L’exercice n’est bien sûr pas facile : position, couleurs et formats sont évidemment savamment étudiés pour que nos regards ne puissent s’en extraire… mais avec un peu d’attention et d’exercice, il est possible d’y arriver. Il suffit pour cela de surveiller son regard, de se rendre compte qu’il est déjà posé sur l’affiche, et hop : de le ramener aussitôt sur autre chose.
Il faut toutefois reconnaître que parfois, les astuces déployées sont tout à fait déloyales, et la résistance s'avère encore plus délicate que de traverser un canyon vertigineux à cloche pied sur un fil en jonglant avec des quilles enflammées (voir image ci-dessous)...

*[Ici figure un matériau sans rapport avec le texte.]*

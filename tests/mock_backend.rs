//! In-memory Keybrame backend for console workflow tests
//!
//! Holds the server-side data set behind a mutex and records every mutating
//! call, so tests can assert both on what the console shows and on what it
//! sent.

#![allow(dead_code)]

use async_trait::async_trait;
use keybrame_console::api::Backend;
use keybrame_console::errors::{ConsoleError, Result};
use keybrame_console::models::*;
use serde_json::{Value, json};
use std::sync::Mutex;

#[derive(Debug, Default)]
pub struct ServerData {
    pub port: u16,
    pub settings: Settings,
    pub keybindings: Vec<Keybinding>,
    pub images: Vec<ImageAsset>,
    pub imported: Option<Value>,
    pub last_payload: Option<KeybindingPayload>,
    pub calls: Vec<String>,
    pub next_id: i64,
}

/// Failure switches for error-path tests
#[derive(Debug, Default, Clone, Copy)]
pub struct MockErrorInjection {
    pub fail_reorder: bool,
    pub fail_restart: bool,
    pub reload_required: bool,
}

pub struct MemoryBackend {
    pub data: Mutex<ServerData>,
    pub errors: MockErrorInjection,
}

impl MemoryBackend {
    pub fn new() -> Self {
        Self::with_errors(MockErrorInjection::default())
    }

    pub fn with_errors(errors: MockErrorInjection) -> Self {
        let data = ServerData {
            port: 5000,
            settings: Settings {
                port: Some(5000),
                default_image: "assets/idle.png".into(),
                shutdown_combo: None,
            },
            next_id: 100,
            ..Default::default()
        };
        Self {
            data: Mutex::new(data),
            errors,
        }
    }

    pub fn seed_keybindings(&self, keybindings: Vec<Keybinding>) {
        self.data.lock().unwrap().keybindings = keybindings;
    }

    pub fn seed_images(&self, names: &[&str]) {
        self.data.lock().unwrap().images = names.iter().map(|name| image(name)).collect();
    }

    pub fn calls(&self) -> Vec<String> {
        self.data.lock().unwrap().calls.clone()
    }

    pub fn clear_calls(&self) {
        self.data.lock().unwrap().calls.clear();
    }

    pub fn server_order(&self) -> Vec<i64> {
        self.data
            .lock()
            .unwrap()
            .keybindings
            .iter()
            .map(|kb| kb.id)
            .collect()
    }

    fn record(&self, call: impl Into<String>) {
        self.data.lock().unwrap().calls.push(call.into());
    }
}

#[async_trait]
impl Backend for MemoryBackend {
    fn base_url(&self) -> String {
        format!("http://localhost:{}", self.data.lock().unwrap().port)
    }

    fn rebase(&mut self, port: u16) -> Result<()> {
        let data = self.data.get_mut().unwrap();
        data.port = port;
        data.calls.push(format!("rebase {}", port));
        Ok(())
    }

    async fn version(&self) -> Result<VersionInfo> {
        Ok(VersionInfo {
            version: "2.1.0".into(),
        })
    }

    async fn settings(&self) -> Result<Settings> {
        Ok(self.data.lock().unwrap().settings.clone())
    }

    async fn update_settings(&self, update: &SettingsUpdate) -> Result<SettingsSaveResponse> {
        let mut data = self.data.lock().unwrap();
        data.calls.push(format!(
            "update_settings {} {}",
            update.port, update.default_image
        ));
        let changed = data.settings.port != Some(update.port);
        data.settings.port = Some(update.port);
        data.settings.default_image = update.default_image.clone();
        Ok(SettingsSaveResponse {
            success: true,
            reload_required: changed && self.errors.reload_required,
        })
    }

    async fn keybindings(&self) -> Result<Vec<Keybinding>> {
        Ok(self.data.lock().unwrap().keybindings.clone())
    }

    async fn create_keybinding(&self, payload: &KeybindingPayload) -> Result<CreatedKeybinding> {
        let mut data = self.data.lock().unwrap();
        let id = data.next_id;
        data.next_id += 1;
        data.calls.push("create_keybinding".into());
        data.last_payload = Some(payload.clone());
        let keybinding = Keybinding {
            id,
            keys: payload.keys.clone(),
            binding_type: payload.binding_type,
            image: payload.image.clone(),
            description: Some(payload.description.clone()),
            transition_in: payload.transition_in.clone().flatten(),
            transition_out: payload.transition_out.clone().flatten(),
            priority: None,
            enabled: true,
        };
        data.keybindings.push(keybinding);
        Ok(CreatedKeybinding {
            success: true,
            id: Some(id),
        })
    }

    async fn update_keybinding(&self, id: i64, payload: &KeybindingPayload) -> Result<()> {
        let mut data = self.data.lock().unwrap();
        data.calls.push(format!("update_keybinding {}", id));
        data.last_payload = Some(payload.clone());
        let keybinding = data
            .keybindings
            .iter_mut()
            .find(|kb| kb.id == id)
            .ok_or_else(|| ConsoleError::Api {
                status: 404,
                message: "Keybinding not found".into(),
            })?;
        keybinding.keys = payload.keys.clone();
        keybinding.image = payload.image.clone();
        Ok(())
    }

    async fn delete_keybinding(&self, id: i64) -> Result<()> {
        let mut data = self.data.lock().unwrap();
        data.calls.push(format!("delete_keybinding {}", id));
        data.keybindings.retain(|kb| kb.id != id);
        Ok(())
    }

    async fn reorder_keybindings(&self, order: &[i64]) -> Result<()> {
        let mut data = self.data.lock().unwrap();
        data.calls.push(format!("reorder {:?}", order));
        if self.errors.fail_reorder {
            return Err(ConsoleError::Api {
                status: 500,
                message: "database is locked".into(),
            });
        }
        let mut sorted = Vec::with_capacity(order.len());
        for id in order {
            if let Some(kb) = data.keybindings.iter().find(|kb| kb.id == *id) {
                sorted.push(kb.clone());
            }
        }
        data.keybindings = sorted;
        Ok(())
    }

    async fn images(&self) -> Result<Vec<ImageAsset>> {
        Ok(self.data.lock().unwrap().images.clone())
    }

    async fn upload_image(&self, file: UploadFile) -> Result<UploadedImage> {
        let mut data = self.data.lock().unwrap();
        data.calls.push(format!("upload {} {}", file.file_name, file.mime));
        data.images.push(image(&file.file_name));
        Ok(UploadedImage {
            path: format!("assets/{}", file.file_name),
            filename: file.file_name,
            duration: None,
        })
    }

    async fn delete_image(&self, filename: &str) -> Result<()> {
        let mut data = self.data.lock().unwrap();
        data.calls.push(format!("delete_image {}", filename));
        data.images.retain(|img| img.filename != filename);
        Ok(())
    }

    async fn reload(&self) -> Result<()> {
        self.record("reload");
        Ok(())
    }

    async fn export_config(&self) -> Result<Value> {
        let mut data = self.data.lock().unwrap();
        data.calls.push("export".into());
        Ok(json!({
            "settings": data.settings,
            "keybindings": data.keybindings,
        }))
    }

    /// Replaces settings and keybindings wholesale, like the server does
    async fn import_config(&self, config: &Value) -> Result<()> {
        let mut data = self.data.lock().unwrap();
        data.calls.push("import".into());
        data.imported = Some(config.clone());
        data.settings = serde_json::from_value(config["settings"].clone())?;
        data.keybindings = serde_json::from_value(config["keybindings"].clone())?;
        Ok(())
    }

    async fn restart_server(&self) -> Result<()> {
        self.record("restart");
        if self.errors.fail_restart {
            return Err(ConsoleError::Transport("connection reset by peer".into()));
        }
        Ok(())
    }

    async fn shutdown_server(&self) -> Result<()> {
        self.record("shutdown");
        Ok(())
    }

    async fn install_update(&self) -> Result<()> {
        self.record("install_update");
        Ok(())
    }
}

pub fn keybinding(id: i64, keys: &[&str], image: &str) -> Keybinding {
    Keybinding {
        id,
        keys: keys.iter().map(|k| k.to_string()).collect(),
        binding_type: BindingType::Toggle,
        image: format!("assets/{}", image),
        description: None,
        transition_in: None,
        transition_out: None,
        priority: Some(id),
        enabled: true,
    }
}

pub fn image(name: &str) -> ImageAsset {
    ImageAsset {
        filename: name.to_string(),
        path: format!("assets/{}", name),
        duration: None,
        size: Some(1024),
        image_type: None,
    }
}
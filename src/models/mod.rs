//! Data models and types used throughout the console

pub mod events;
pub mod image;
pub mod keybinding;
pub mod settings;
pub mod tui;

// Re-export commonly used types
pub use events::*;
pub use image::*;
pub use keybinding::*;
pub use settings::*;

pub use tui::{FocusedPane, Overlay, ToastKind};
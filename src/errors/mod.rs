//! Error handling for the Keybrame console

pub mod types;

pub use types::*;
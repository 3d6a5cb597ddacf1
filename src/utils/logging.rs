//! Logging initialization for the console

use anyhow::Result;
use env_logger::{Builder, Target};
use log::LevelFilter;
use std::io::Write;
use std::path::PathBuf;

/// Map `-q` / `-v` / `-vv` to a level filter
pub fn level_for(verbose: u8, quiet: bool) -> LevelFilter {
    match (quiet, verbose) {
        (true, _) => LevelFilter::Error,
        (false, 0) => LevelFilter::Info,
        (false, 1) => LevelFilter::Debug,
        (false, _) => LevelFilter::Trace,
    }
}

/// `<data_local_dir>/keybrame/logs`
pub fn log_dir() -> PathBuf {
    dirs::data_local_dir()
        .unwrap_or_else(|| PathBuf::from("."))
        .join("keybrame")
        .join("logs")
}

/// Initialize logging for the console binary
pub fn init_cli_logging(verbose: u8, quiet: bool, tui_mode: bool) -> Result<()> {
    let level = level_for(verbose, quiet);

    if tui_mode {
        // File logging only for TUI mode to avoid terminal interference
        init_file_logger(level)?;
    } else {
        Builder::from_default_env()
            .target(Target::Stderr)
            .filter_level(level)
            .format_timestamp_secs()
            .format_module_path(false)
            .init();
    }

    #[cfg(debug_assertions)]
    log_panics::init();

    log::debug!("Keybrame console logging initialized with level: {:?}", level);
    Ok(())
}

fn init_file_logger(level: LevelFilter) -> Result<()> {
    use std::fs::OpenOptions;

    let log_dir = log_dir();
    std::fs::create_dir_all(&log_dir)?;

    let file = OpenOptions::new()
        .create(true)
        .append(true)
        .open(log_dir.join("console.log"))?;

    Builder::from_default_env()
        .target(Target::Pipe(Box::new(file)))
        .filter_level(level)
        .format_timestamp_secs()
        .format(|buf, record| {
            writeln!(
                buf,
                "{} [{}] {}: {}",
                buf.timestamp(),
                record.level(),
                record.module_path().unwrap_or("unknown"),
                record.args()
            )
        })
        .init();

    Ok(())
}
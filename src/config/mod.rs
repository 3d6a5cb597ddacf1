//! Configuration management for the Keybrame console

pub mod app_config;

pub use app_config::*;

L’exercice est rendu encore plus difficile lorsque le support publicitaire est mobile : c’est comme ça, c’est instinctif, le mouvement attire le regard, qu’on le veuille ou non, et la bataille est alors quasi perdue. Du panneau défilant à l’écran digital géant, toute une armada d’attraction visuelle est déployée, jusqu’à ce qu’il ne soit plus possible de résister. Essayez donc, une fois installés au cinéma, de ne pas ‘voir’ la page de pub insérée entre quelques bandes annonces ! La résistance est inutile, vous ne pouvez pas décider de ne pas voir.

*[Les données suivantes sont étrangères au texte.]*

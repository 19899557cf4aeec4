use std::collections::BTreeMap;

use enhance_client::StateDir;
use enhance_core::{AiModelId, SELECTED_MODEL_KEY};
use enhance_logging::{enhance_error, enhance_info, enhance_warn};

const PREFS_FILENAME: &str = ".enhance_prefs.ron";

/// Key/value preferences, stored as a RON map.
type Preferences = BTreeMap<String, String>;

fn load_preferences(state_dir: &StateDir) -> Preferences {
    let content = match state_dir.read(PREFS_FILENAME) {
        Ok(Some(text)) => text,
        Ok(None) => return Preferences::new(),
        Err(err) => {
            enhance_warn!(
                "Failed to read preferences from {:?}: {}",
                state_dir.path(),
                err
            );
            return Preferences::new();
        }
    };

    match ron::from_str(&content) {
        Ok(prefs) => prefs,
        Err(err) => {
            enhance_warn!("Failed to parse preferences in {:?}: {}", state_dir.path(), err);
            Preferences::new()
        }
    }
}

pub(crate) fn load_selected_model(state_dir: &StateDir) -> Option<AiModelId> {
    let model = load_preferences(state_dir)
        .remove(SELECTED_MODEL_KEY)
        .filter(|id| !id.trim().is_empty())
        .map(AiModelId::new);
    if let Some(model) = &model {
        enhance_info!("Restored selected model {}", model);
    }
    model
}

pub(crate) fn save_selected_model(state_dir: &StateDir, model: &AiModelId) {
    let mut prefs = load_preferences(state_dir);
    prefs.insert(SELECTED_MODEL_KEY.to_string(), model.as_str().to_string());

    let pretty = ron::ser::PrettyConfig::new();
    let content = match ron::ser::to_string_pretty(&prefs, pretty) {
        Ok(text) => text,
        Err(err) => {
            enhance_error!("Failed to serialize preferences: {}", err);
            return;
        }
    };

    if let Err(err) = state_dir.write_atomic(PREFS_FILENAME, &content) {
        enhance_error!(
            "Failed to write preferences to {:?}: {}",
            state_dir.path(),
            err
        );
    }
}

#[cfg(test)]
mod tests {
    use super::*;
    use tempfile::TempDir;

    #[test]
    fn missing_prefs_have_no_model() {
        let temp = TempDir::new().unwrap();
        assert_eq!(load_selected_model(&StateDir::new(temp.path())), None);
    }

    #[test]
    fn selected_model_round_trips_through_state_dir() {
        let temp = TempDir::new().unwrap();
        let state_dir = StateDir::new(temp.path());
        save_selected_model(&state_dir, &AiModelId::new("whisper-large"));
        assert_eq!(
            load_selected_model(&state_dir),
            Some(AiModelId::new("whisper-large"))
        );
        let raw = std::fs::read_to_string(temp.path().join(PREFS_FILENAME)).unwrap();
        assert!(raw.contains(SELECTED_MODEL_KEY));
    }

    #[test]
    fn other_keys_survive_a_save() {
        let temp = TempDir::new().unwrap();
        std::fs::write(
            temp.path().join(PREFS_FILENAME),
            "{\"theme\": \"dark\"}",
        )
        .unwrap();
        let state_dir = StateDir::new(temp.path());
        save_selected_model(&state_dir, &AiModelId::new("m2"));
        let prefs = load_preferences(&state_dir);
        assert_eq!(prefs.get("theme").map(String::as_str), Some("dark"));
        assert_eq!(prefs.get(SELECTED_MODEL_KEY).map(String::as_str), Some("m2"));
    }

    #[test]
    fn corrupt_prefs_fall_back_to_default() {
        let temp = TempDir::new().unwrap();
        std::fs::write(temp.path().join(PREFS_FILENAME), "{{not ron").unwrap();
        assert_eq!(load_selected_model(&StateDir::new(temp.path())), None);
    }
}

Peut-être aurez-vous alors remarqué l’éclosion récente de nombreux écrans plats un peu partout. Et comme pour les panneaux publicitaires, les endroits où vous êtes contraints de patienter s’avèrent particulièrement propices à cette éclosion : caisses de grandes surfaces, guichets de poste, quais de métro, halls d’aéroport, etc….
Une astuce simple qui permet de remédier à la saturation de l’espace : là où dix affiches publicitaires concentrées sur quelques dizaines de mètres carrés autour du quai finiraient par devenir ‘too much’, et certainement rebuter le passant, un panneau digital a été installé, diffusant dès lors plus discrètement ces dix mêmes affiches ou plus encore, en les faisant tout simplement tourner en boucle, sans que l’impression de matraquage soit aussi flagrante.

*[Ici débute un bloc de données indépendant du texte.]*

use chrono::{DateTime, Local, NaiveDate, NaiveDateTime, TimeDelta, TimeZone, Utc};
use serde::{Deserialize, Serialize};

/// Identifier assigned to a job by the processing backend.
pub type JobId = String;

#[derive(Debug, Clone, Copy, PartialEq, Eq, Hash, Serialize, Deserialize)]
#[serde(rename_all = "lowercase")]
pub enum JobStatus {
    Uploaded,
    Queued,
    Processing,
    Completed,
    Failed,
    /// Any status string this console does not know about.
    #[serde(other)]
    Unknown,
}

impl JobStatus {
    pub fn as_str(self) -> &'static str {
        match self {
            JobStatus::Uploaded => "uploaded",
            JobStatus::Queued => "queued",
            JobStatus::Processing => "processing",
            JobStatus::Completed => "completed",
            JobStatus::Failed => "failed",
            JobStatus::Unknown => "unknown",
        }
    }

    /// Queued and processing jobs share the "in progress" bucket.
    pub fn is_in_progress(self) -> bool {
        matches!(self, JobStatus::Processing | JobStatus::Queued)
    }
}

#[derive(Debug, Clone, PartialEq, Serialize, Deserialize)]
#[serde(rename_all = "camelCase")]
pub struct EnhancementOptions {
    #[serde(default)]
    pub resolution: String,
    #[serde(default)]
    pub quality: f64,
    #[serde(default)]
    pub auto_color: bool,
    #[serde(default)]
    pub denoise: bool,
    #[serde(default, skip_serializing_if = "Option::is_none")]
    pub stabilize: Option<bool>,
    #[serde(default, skip_serializing_if = "Option::is_none")]
    pub enhance_details: Option<bool>,
    #[serde(default, skip_serializing_if = "Option::is_none")]
    pub hdr_effect: Option<bool>,
}

#[derive(Debug, Clone, PartialEq, Serialize, Deserialize)]
pub struct VideoInfo {
    #[serde(default)]
    pub width: u32,
    #[serde(default)]
    pub height: u32,
    /// Source duration in seconds.
    #[serde(default)]
    pub duration: f64,
    #[serde(default)]
    pub codec_name: String,
}

#[derive(Debug, Clone, Copy, PartialEq, Eq, Serialize, Deserialize)]
#[serde(rename_all = "lowercase")]
pub enum LogLevel {
    Info,
    Warning,
    Error,
    #[serde(other)]
    Other,
}

#[derive(Debug, Clone, PartialEq, Eq, Serialize, Deserialize)]
pub struct LogEntry {
    pub timestamp: String,
    pub level: LogLevel,
    pub message: String,
}

/// A job record as reported by `GET /api/jobs`.
///
/// Timestamps are kept verbatim; use the accessor methods to get parsed
/// values. A timestamp that does not parse is reported as absent.
#[derive(Debug, Clone, PartialEq, Serialize, Deserialize)]
#[serde(rename_all = "camelCase")]
pub struct Job {
    pub id: JobId,
    pub original_filename: String,
    #[serde(default)]
    pub file_type: String,
    #[serde(default)]
    pub file_size: u64,
    pub status: JobStatus,
    #[serde(default)]
    pub created_at: String,
    #[serde(default, skip_serializing_if = "Option::is_none")]
    pub processing_started_at: Option<String>,
    #[serde(default, skip_serializing_if = "Option::is_none")]
    pub processing_completed_at: Option<String>,
    #[serde(default, skip_serializing_if = "Option::is_none")]
    pub progress: Option<f64>,
    #[serde(default, skip_serializing_if = "Option::is_none")]
    pub enhancement_options: Option<EnhancementOptions>,
    #[serde(default, skip_serializing_if = "Option::is_none")]
    pub video_info: Option<VideoInfo>,
    #[serde(default, skip_serializing_if = "Option::is_none")]
    pub logs: Option<Vec<LogEntry>>,
}

impl Job {
    pub fn created(&self) -> Option<DateTime<Utc>> {
        parse_timestamp(&self.created_at)
    }

    pub fn processing_started(&self) -> Option<DateTime<Utc>> {
        self.processing_started_at.as_deref().and_then(parse_timestamp)
    }

    pub fn processing_completed(&self) -> Option<DateTime<Utc>> {
        self.processing_completed_at
            .as_deref()
            .and_then(parse_timestamp)
    }

    /// Signed `completed - started`, when both timestamps parse.
    pub fn processing_interval(&self) -> Option<TimeDelta> {
        Some(self.processing_completed()? - self.processing_started()?)
    }

    /// Wall-clock processing time, when both ends are known and ordered.
    pub fn processing_duration(&self) -> Option<TimeDelta> {
        self.processing_interval()
            .filter(|elapsed| *elapsed >= TimeDelta::zero())
    }

    pub fn is_completed(&self) -> bool {
        self.status == JobStatus::Completed
    }
}

/// Parses the timestamp shapes the backend emits.
///
/// RFC 3339 is tried first. Date-times without an offset are local time;
/// bare dates are midnight UTC.
pub fn parse_timestamp(raw: &str) -> Option<DateTime<Utc>> {
    let raw = raw.trim();
    if raw.is_empty() {
        return None;
    }
    if let Ok(parsed) = DateTime::parse_from_rfc3339(raw) {
        return Some(parsed.with_timezone(&Utc));
    }
    for pattern in ["%Y-%m-%dT%H:%M:%S%.f", "%Y-%m-%d %H:%M:%S%.f"] {
        if let Ok(naive) = NaiveDateTime::parse_from_str(raw, pattern) {
            return Local
                .from_local_datetime(&naive)
                .earliest()
                .map(|local| local.with_timezone(&Utc));
        }
    }
    NaiveDate::parse_from_str(raw, "%Y-%m-%d")
        .ok()
        .and_then(|date| date.and_hms_opt(0, 0, 0))
        .map(|naive| naive.and_utc())
}
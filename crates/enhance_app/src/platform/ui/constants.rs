use std::time::Duration;

pub const RENDER_TICK: Duration = Duration::from_millis(75);

pub const BAR_WIDTH: usize = 30;
pub const FILE_NAME_WIDTH: usize = 28;

pub const HELP_TEXT: &str = "\
Commands:
  overview | jobs | cache   switch tab
  details [ID]              open job details (full id or unique prefix)
  back                      return to the job table
  download ID               print the download URL of a completed job
  refresh                   poll the job list now
  quit                      exit";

Au fil des messages ‘la chasse aux publiphores’, si vous vous souvenez bien, nous avions loué l’attitude allemande qui avait banni de ses villes ces panneaux publicitaires géants. Nous évoquions même la gêne palpable de cette collègue allemande qui découvrait le matraquage publicitaire des quais du métro parisien.
C’est à la fois vrai, et incomplet.
Si de manière générale, la publicité affichée est moindre en Allemagne, elle peut en revanche de manière très locale, dans les plus grandes villes, être toute aussi débridée qu’elle l’est en France, sinon même plus encore.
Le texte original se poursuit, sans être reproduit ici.